I am puzzled a little bit about the idea of "loyalty to the original"
OpenOffice.

1. The original OpenOffice.org was operated by a proprietary company,
although the code was made available as open-source.  But ownership
was held by Sun Microsystems for their proprietary purposes.  There
was great value to OpenOffice.org, but not so much because it was
open-source.  I think key benefits were support for ODF format,
multiple-platform support, and degree of support for Microsoft
formats.  There was no open-source governance in this arrangement.

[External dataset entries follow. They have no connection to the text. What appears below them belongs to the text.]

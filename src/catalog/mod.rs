pub mod store;
pub mod sync;

pub use store::*;
pub use sync::*;

use thiserror::Error;

#[derive(Error, Debug)]
pub enum CatalogError {
    #[error("Catalog file error: {0}")]
    Fs(#[from] crate::fsio::FsError),

    #[error("Catalog snapshot parse error at {path}: {message}")]
    Parse { path: String, message: String },

    #[error("I/O error: {0}")]
    Io(#[from] std::io::Error),
}

#[derive(Error, Debug)]
pub enum SyncError {
    /// RPC-level failure; the caller retries on the next tick.
    #[error("Transient sync failure: {0}")]
    Transient(String),

    /// ERP rows no longer match the expected schema; the sync loop must
    /// stop and alert instead of merging garbage.
    #[error("Fatal sync failure: {0}")]
    Fatal(String),

    #[error("Catalog error during sync: {0}")]
    Catalog(#[from] CatalogError),
}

When LibreOffice forked that code, as the license allowed, some were
unhappy in any case.

2. When Oracle acquired Sun Microsystems, OpenOffice.org became their
property in the same manner as at Sun.

3. When Oracle concluded that continuation of OpenOffice.org was not
in their interests, they chose to grant the ASF a license to use the
code base and to provide it under a license of the ASF's choosing
(always Apache License of course).  This is how Apache OpenOffice
arose.  AOO became Apache Project after being in Apache Incubator.
People interested in supporting OpenOffice.org signed-up to
contribute to the incubator and some formed the original Project
Management Committee for AOO.  AOO has always been an Apache
Project.

What "original OpenOffice" is thought of here?

The „original“ was StarOffice. And yes, you described right the way of the „original“ OpenOffice – as I understand it as a user (with many contacts to StarDivision/Sun/Oracle) using StarOffice/OpenOffice for over 20 years.